Esiste una realtà, in Emilia Romagna, che aiuta i ristoratori a certificare il proprio locale sostenibile al 100%, prendendo in considerazione gli aspetti ambientali, quelli economici e sociali, in una visione ampia e olistica della sostenibilità. È una Associazione che si chiama PiaceCiboSano e che si adopera per sostenere e formare chiunque voglia approcciare una modalità più responsabile di gestire il proprio business, fornendo una sorta di decalogo per chef sostenibili. «La nostra è una sostenibilità misurata», spiega Miriam Bisagni, presidente di PiaceCiboSano, «che porta a una consapevolezza e a una responsabilità. Ma soprattutto quello che ci contraddistingue da altri progetti simili è che non si tratta di una adesione al programma ideologica bensì di un percorso concreto, tangibile e misurato». I capisaldi su cui verte il progetto del decalogo per gli chef sostenibili sono tre, come detto sopra, e nello specifico sono ambiente, società ed economia. «Ambiente», prosegue Bisagni «perché il ristoratore rispetta l’ambiente e il cibo, gestendo le risorse che impiega con consapevolezza e senso di responsabilità. Società perché ha cura delle persone e dei clienti, sostiene le aziende impegnate nel sociale e apre il suo ristorante alla collettività. Economia, infine, perché si impegna a creare delle opportunità nel territorio in cui opera, investe in tecnologie e formazione, per ridurre l’impatto ambientale e per rendere più sicuri i processi di lavoro».
Come diventare sostenibili
Aderire a questo progetto è la prima mossa, dopodiché occorre seguire un decalogo che riassume il programma di certificazione. I punti sono articolati: privilegiare materie prime da produzioni sostenibili che valorizzino le produzioni stagionali, locali e della tradizione; operare una comunicazione trasparente attraverso un menù che riesca a trasferire le scelte di qualità del cibo nei piatti; utilizzare materiali ecocompatibili, riciclabili, riutilizzabili e a ridotto imballaggio; progettare menù sostenibili e adatti a tutti, quindi pensare a ricette che possano rispettare la varietà delle scelte per i clienti (vegane, vegetariane etc); contrastare lo spreco di cibo e limitare le eccedenze alimentari; ottimizzare i consumi, facendo in modo che il ristoratore abbia piena consapevolezza delle proprie spese; porre attenzione alla propria brigata, nell’intento di far crescere il personale, mediando sui tempi di lavoro e formando tutti i dipendenti; agire per il bene del territorio, ossia promuovere iniziative che valorizzino il luogo e la comunità in cui si è inseriti; operare scelte sostenibili per tutti, come bambini, persone con disabilità, animali; infine essere capaci di fare rete con gli altri attori della filiera.

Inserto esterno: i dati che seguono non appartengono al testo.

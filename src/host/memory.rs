use std::path::Path;

use crate::foundation::core::{DomRect, NodeId};
use crate::foundation::error::{SkeletonError, SkeletonResult};
use crate::host::style::ComputedStyle;
use crate::host::{NodeKind, RenderHost};

/// Serialized form of one node of a recorded render tree.
///
/// Text nodes may carry the rect the browser reported for their line box; it becomes the box of
/// the wrapper created by [`RenderHost::wrap_in_container`].
#[derive(Clone, Debug, PartialEq, serde::Serialize, serde::Deserialize)]
#[serde(untagged)]
pub enum NodeDef {
    /// Raw text.
    Text {
        /// Text data.
        text: String,
        /// Recorded line box, if any.
        #[serde(default, skip_serializing_if = "Option::is_none")]
        rect: Option<DomRect>,
    },
    /// Element with a laid-out border box.
    Element {
        /// Tag name.
        #[serde(default = "default_tag")]
        tag: String,
        /// Border box.
        rect: DomRect,
        /// Computed style subset.
        #[serde(default)]
        style: ComputedStyle,
        /// Children in document order.
        #[serde(default, skip_serializing_if = "Vec::is_empty")]
        children: Vec<NodeDef>,
    },
}

fn default_tag() -> String {
    "div".to_owned()
}

#[derive(Clone, Debug, serde::Serialize, serde::Deserialize)]
struct SnapshotDef {
    root: NodeDef,
}

#[derive(Clone, Debug)]
enum NodeData {
    Element {
        tag: String,
        rect: DomRect,
        style: ComputedStyle,
    },
    Text {
        text: String,
        rect: Option<DomRect>,
    },
}

#[derive(Clone, Debug)]
struct Slot {
    data: NodeData,
    parent: Option<NodeId>,
    children: Vec<NodeId>,
    alive: bool,
}

/// Arena-backed [`RenderHost`] over a recorded snapshot of a rendered tree.
///
/// Layout is frozen at record time. The one exception is
/// [`RenderHost::set_line_height`], which re-flows the touched element by keeping its line count
/// and recomputing each line's advance from the new `line-height`.
///
/// Slots freed at the end of the arena are reclaimed, so the id of a discarded node may be
/// issued again.
#[derive(Clone, Debug)]
pub struct MemoryHost {
    slots: Vec<Slot>,
    document: NodeId,
    root: NodeId,
}

const DOCUMENT_TAG: &str = "#document";

impl MemoryHost {
    /// Create a host holding a single root element.
    ///
    /// The root sits under a hidden document node, so it can be swapped out like any other
    /// attached element.
    pub fn new(root_rect: DomRect, root_style: ComputedStyle) -> Self {
        let mut host = Self {
            slots: Vec::new(),
            document: NodeId(0),
            root: NodeId(0),
        };
        host.document = host.alloc(
            NodeData::Element {
                tag: DOCUMENT_TAG.to_owned(),
                rect: root_rect,
                style: ComputedStyle::default(),
            },
            None,
        );
        host.root = host.alloc(
            NodeData::Element {
                tag: "div".to_owned(),
                rect: root_rect,
                style: root_style,
            },
            Some(host.document),
        );
        host.push_child(host.document, host.root);
        host
    }

    /// Build a host from a node tree; the top node becomes [`MemoryHost::root`].
    pub fn from_def(def: &NodeDef) -> SkeletonResult<Self> {
        let NodeDef::Element {
            tag,
            rect,
            style,
            children,
        } = def
        else {
            return Err(SkeletonError::invalid_root("snapshot root must be an element"));
        };

        let mut host = Self::new(*rect, style.clone());
        let root = host.root;
        if let Some(slot) = host.slots.get_mut(root.0 as usize)
            && let NodeData::Element { tag: t, .. } = &mut slot.data
        {
            t.clone_from(tag);
        }
        for child in children {
            host.append_def(root, child)?;
        }
        Ok(host)
    }

    /// Parse a `{ "root": <node> }` snapshot document.
    pub fn from_json(s: &str) -> SkeletonResult<Self> {
        let snapshot: SnapshotDef = serde_json::from_str(s)?;
        Self::from_def(&snapshot.root)
    }

    /// Load a snapshot document from disk.
    pub fn from_path(path: &Path) -> SkeletonResult<Self> {
        let s = std::fs::read_to_string(path).map_err(|e| {
            SkeletonError::Other(
                anyhow::Error::new(e).context(format!("read snapshot '{}'", path.display())),
            )
        })?;
        Self::from_json(&s)
    }

    /// The snapshot's root element.
    pub fn root(&self) -> NodeId {
        self.root
    }

    /// Hidden parent of the root element.
    pub fn document(&self) -> NodeId {
        self.document
    }

    /// Append a new element under `parent`.
    pub fn append_element(
        &mut self,
        parent: NodeId,
        tag: &str,
        rect: DomRect,
        style: ComputedStyle,
    ) -> SkeletonResult<NodeId> {
        self.element_slot(parent)?;
        let id = self.alloc(
            NodeData::Element {
                tag: tag.to_ascii_lowercase(),
                rect,
                style,
            },
            Some(parent),
        );
        self.push_child(parent, id);
        Ok(id)
    }

    /// Append a new text node under `parent`.
    pub fn append_text(&mut self, parent: NodeId, text: &str) -> SkeletonResult<NodeId> {
        self.element_slot(parent)?;
        let id = self.alloc(
            NodeData::Text {
                text: text.to_owned(),
                rect: None,
            },
            Some(parent),
        );
        self.push_child(parent, id);
        Ok(id)
    }

    /// Serialize the subtree under `node` back into its definition form.
    pub fn to_def(&self, node: NodeId) -> SkeletonResult<NodeDef> {
        let slot = self.live_slot(node)?;
        Ok(match &slot.data {
            NodeData::Text { text, rect } => NodeDef::Text {
                text: text.clone(),
                rect: *rect,
            },
            NodeData::Element { tag, rect, style } => NodeDef::Element {
                tag: tag.clone(),
                rect: *rect,
                style: style.clone(),
                children: slot
                    .children
                    .iter()
                    .map(|c| self.to_def(*c))
                    .collect::<SkeletonResult<Vec<_>>>()?,
            },
        })
    }

    /// Number of live nodes, attached or not.
    pub fn live_nodes(&self) -> usize {
        self.slots.iter().filter(|s| s.alive).count()
    }

    /// Number of arena slots, including dead ones not yet reclaimed.
    ///
    /// Discarding the most recently allocated subtree (a measurement copy, say) gives its slots
    /// back, so repeated measurements do not grow the arena.
    pub fn slot_count(&self) -> usize {
        self.slots.len()
    }

    fn append_def(&mut self, parent: NodeId, def: &NodeDef) -> SkeletonResult<NodeId> {
        match def {
            NodeDef::Text { text, rect } => {
                let id = self.append_text(parent, text)?;
                if let Some(slot) = self.slots.get_mut(id.0 as usize) {
                    slot.data = NodeData::Text {
                        text: text.clone(),
                        rect: *rect,
                    };
                }
                Ok(id)
            }
            NodeDef::Element {
                tag,
                rect,
                style,
                children,
            } => {
                let id = self.append_element(parent, tag, *rect, style.clone())?;
                for child in children {
                    self.append_def(id, child)?;
                }
                Ok(id)
            }
        }
    }

    fn alloc(&mut self, data: NodeData, parent: Option<NodeId>) -> NodeId {
        let id = NodeId(self.slots.len() as u32);
        self.slots.push(Slot {
            data,
            parent,
            children: Vec::new(),
            alive: true,
        });
        id
    }

    fn push_child(&mut self, parent: NodeId, child: NodeId) {
        if let Some(slot) = self.slots.get_mut(parent.0 as usize) {
            slot.children.push(child);
        }
    }

    fn live_slot(&self, node: NodeId) -> SkeletonResult<&Slot> {
        self.slots
            .get(node.0 as usize)
            .filter(|s| s.alive)
            .ok_or_else(|| SkeletonError::host(format!("unknown node {}", node.0)))
    }

    fn live_slot_mut(&mut self, node: NodeId) -> SkeletonResult<&mut Slot> {
        self.slots
            .get_mut(node.0 as usize)
            .filter(|s| s.alive)
            .ok_or_else(|| SkeletonError::host(format!("unknown node {}", node.0)))
    }

    fn element_slot(&self, node: NodeId) -> SkeletonResult<(&DomRect, &ComputedStyle)> {
        match &self.live_slot(node)?.data {
            NodeData::Element { rect, style, .. } => Ok((rect, style)),
            NodeData::Text { .. } => Err(SkeletonError::host(format!(
                "node {} is a text node, expected an element",
                node.0
            ))),
        }
    }

    fn clone_subtree(&mut self, node: NodeId, parent: Option<NodeId>) -> SkeletonResult<NodeId> {
        let slot = self.live_slot(node)?;
        let data = slot.data.clone();
        let children = slot.children.clone();
        let id = self.alloc(data, parent);
        for child in children {
            let copy = self.clone_subtree(child, Some(id))?;
            self.push_child(id, copy);
        }
        Ok(id)
    }

    fn collect_text(&self, node: NodeId, out: &mut String) {
        let Some(slot) = self.slots.get(node.0 as usize).filter(|s| s.alive) else {
            return;
        };
        match &slot.data {
            NodeData::Text { text, .. } => out.push_str(text),
            NodeData::Element { .. } => {
                for child in &slot.children {
                    self.collect_text(*child, out);
                }
            }
        }
    }
}

impl RenderHost for MemoryHost {
    fn contains(&self, node: NodeId) -> bool {
        self.live_slot(node).is_ok()
    }

    fn kind(&self, node: NodeId) -> SkeletonResult<NodeKind> {
        Ok(match &self.live_slot(node)?.data {
            NodeData::Element { tag, .. } => NodeKind::Element { tag: tag.clone() },
            NodeData::Text { .. } => NodeKind::Text,
        })
    }

    fn parent(&self, node: NodeId) -> Option<NodeId> {
        self.live_slot(node).ok().and_then(|s| s.parent)
    }

    fn children(&self, node: NodeId) -> Vec<NodeId> {
        self.live_slot(node)
            .map(|s| s.children.clone())
            .unwrap_or_default()
    }

    fn bounding_box(&self, node: NodeId) -> SkeletonResult<DomRect> {
        self.element_slot(node).map(|(rect, _)| *rect)
    }

    fn computed_style(&self, node: NodeId) -> SkeletonResult<ComputedStyle> {
        self.element_slot(node).map(|(_, style)| style.clone())
    }

    fn text_content(&self, node: NodeId) -> String {
        let mut out = String::new();
        self.collect_text(node, &mut out);
        out
    }

    fn wrap_in_container(&mut self, node: NodeId) -> SkeletonResult<NodeId> {
        let slot = self.live_slot(node)?;
        let NodeData::Text { rect: text_rect, .. } = &slot.data else {
            return Err(SkeletonError::host(format!(
                "node {} is not a text node",
                node.0
            )));
        };
        let text_rect = *text_rect;
        let parent = slot
            .parent
            .ok_or_else(|| SkeletonError::host(format!("text node {} is detached", node.0)))?;

        let (parent_rect, parent_style) = self.element_slot(parent)?;
        let padding = parent_style.padding_edges().unwrap_or_default();
        let rect = text_rect.unwrap_or_else(|| parent_rect.inset(&padding));
        let style = ComputedStyle {
            font_size: parent_style.font_size.clone(),
            line_height: parent_style.line_height.clone(),
            font: parent_style.font.clone(),
            ..ComputedStyle::default()
        };

        let span = self.alloc(
            NodeData::Element {
                tag: "span".to_owned(),
                rect,
                style,
            },
            Some(parent),
        );
        if let Some(p) = self.slots.get_mut(parent.0 as usize)
            && let Some(pos) = p.children.iter().position(|c| *c == node)
        {
            p.children[pos] = span;
        }
        self.push_child(span, node);
        self.live_slot_mut(node)?.parent = Some(span);
        Ok(span)
    }

    fn duplicate(&mut self, node: NodeId) -> SkeletonResult<NodeId> {
        self.clone_subtree(node, None)
    }

    fn replace(&mut self, current: NodeId, replacement: NodeId) -> SkeletonResult<()> {
        let parent = self
            .live_slot(current)?
            .parent
            .ok_or_else(|| SkeletonError::host(format!("node {} is detached", current.0)))?;
        if self.live_slot(replacement)?.parent.is_some() {
            return Err(SkeletonError::host(format!(
                "replacement node {} is still attached",
                replacement.0
            )));
        }

        let siblings = &mut self.live_slot_mut(parent)?.children;
        let pos = siblings
            .iter()
            .position(|c| *c == current)
            .ok_or_else(|| SkeletonError::host(format!("node {} not under its parent", current.0)))?;
        siblings[pos] = replacement;

        self.live_slot_mut(replacement)?.parent = Some(parent);
        self.live_slot_mut(current)?.parent = None;
        Ok(())
    }

    fn set_line_height(&mut self, node: NodeId, value: &str) -> SkeletonResult<()> {
        let (rect, style) = self.element_slot(node)?;
        let font_size = style.font_size_px()?;
        let old_factor = style.line_height_factor()?;
        let mut next = style.clone();
        next.line_height = value.to_owned();
        let new_factor = next.line_height_factor()?;

        let pad = style.padding_edges().unwrap_or_default().vertical();
        let content_h = (rect.height - pad).max(0.0);
        let lines = (content_h / (font_size * old_factor)).round().max(1.0);
        let mut rect = *rect;
        rect.height = lines * font_size * new_factor + pad;

        if let NodeData::Element {
            rect: r, style: s, ..
        } = &mut self.live_slot_mut(node)?.data
        {
            *r = rect;
            *s = next;
        }
        Ok(())
    }

    fn discard(&mut self, node: NodeId) {
        if let Some(parent) = self.parent(node)
            && let Some(p) = self.slots.get_mut(parent.0 as usize)
        {
            p.children.retain(|c| *c != node);
        }
        let mut stack = vec![node];
        while let Some(id) = stack.pop() {
            if let Some(slot) = self.slots.get_mut(id.0 as usize) {
                slot.alive = false;
                slot.parent = None;
                stack.extend(slot.children.iter().copied());
            }
        }
        while self.slots.last().is_some_and(|s| !s.alive) {
            self.slots.pop();
        }
    }
}

#[cfg(test)]
#[path = "../../tests/unit/host/memory.rs"]
mod tests;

Quante realtà ne fanno parte
A oggi sono 35 i soggetti che hanno aderito a questo progetto. Per tutti loro e per chiunque voglia partecipare, è previsto un corso di formazione con una parte teorica e una pratica. Interessati a questa proposta non sono soltanto i ristoratori già affermati, ma molti neofiti, che vedono in questo progetto un’opportunità per aprire una propria attività, rispettando determinati requisiti. «La sostenibilità è un driver di successo», afferma Bisagni, «che viene sempre più valorizzato e si coglie come un’adesione di pensiero, ma ne viene percepito anche un valore concreto, capace di mitigare l’impatto su terreni e ambiente circostanti».
La certificazione ottenuta dal ristoratore varrà due anni e verrà verificata nel corso di questo periodo, attuando azioni di sostegno nel caso fossero necessarie.